La société Y conteste par ailleurs toute contrefaçon de droits d’auteur et argue de la sortie quasiment concomitante des coffrets concurrents comportant la photographie de yourte. Elle soutient qu’elle a retiré du marché les coffrets argués de contrefaçon ; que la société X&CO a changé de visuel pour ses coffrets “séjour pittoresque”, que les couleurs des coffrets constituent une différence majeure et que la photographie revendiquée ne présente aucune originalité.

Elle conclut en outre à l’absence de parasitisme à défaut d’imitation de la charte graphique de la demanderesse et prétend qu’elle a été la première à associer des couleurs et des thèmes, la société X&CO se contentant de la suivre en la matière. Elle observe que la demanderesse fait régulièrement évoluer les couleurs de ses coffrets et qu’elle ne peut se prévaloir d’aucune constance dans la charte graphique qu’elle revendique.

La société Y soutient que la dernière évolution de sa charte graphique provient non pas d’un comportement parasitaire à l’égard de la demanderesse mais de l’évolution des besoins des clients.

Sur l’absence de reprise des caractéristiques de la charte graphique SMARTBOX, la défenderesse fait valoir tout d’abord que la société X&CO ne démontre ni l’antériorité, ni l’originalité de la charte composée d’un bandeau blanc, d’une couleur et d’une photographie, qui se retrouve d’ailleurs chez la plupart des acteurs du marché.

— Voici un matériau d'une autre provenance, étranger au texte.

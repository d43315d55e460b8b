//! Unit test suite for PayQR
//!
//! Library-level tests that exercise the public API across modules without
//! running the binary.
//!
//! # Running Unit Tests
//!
//! ```bash
//! cargo test --test unit
//! ```
//!
//! # Test Organization
//!
//! - **properties**: ordering, trimming, override and shape-equivalence
//!   properties of merge/normalize/render
//! - **scenarios**: end-to-end rendering examples
//! - **catalog**: template discovery and bootstrap against real directories
//! - **session**: form sessions, switching and saving
//! - **writer**: saved templates reload to the same fields

mod catalog;
mod properties;
mod scenarios;
mod writer;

Elle soutient ensuite qu’aucun risque de confusion n’est caractérisé en raison des différences pouvant exister entre les formes des coffrets concurrents, leur typographie, les photographies, la présence évidente des marques de chacune des parties, la différence de prix et la présentation en magasin des produits sur des linéaires différents.

S’agissant de la reprise de l’association couleur/thème, la société Y estime qu’elle a été la première à l’utiliser et que la société X&CO ne démontre aucune constance dans cette association.

Elle nie enfin tout parasitisme dans l’usage d’une photographie de la yourte vue de l’intérieur pour son coffret “nuit insolite”.

La société Y conclut donc au débouté des mesures réparatrices sollicitées faute pour la demanderesse d’établir un quelconque préjudice.

A titre reconventionnel, elle argue du caractère abusif de la présente procédure constitué par le nombre de procédures intentées par la société X&CO à son encontre et de l’absence de préjudice actuel résultant de l’adoption d’une nouvelle charte graphique des deux parties.

Elle soulève l’irrecevabilité de l’exception de litispendance qui n’a pas été soulevée in linmine litis par la société X&CO et conclut à la compétence exclusive du juge de la mise en état pour statuer sur cette exception.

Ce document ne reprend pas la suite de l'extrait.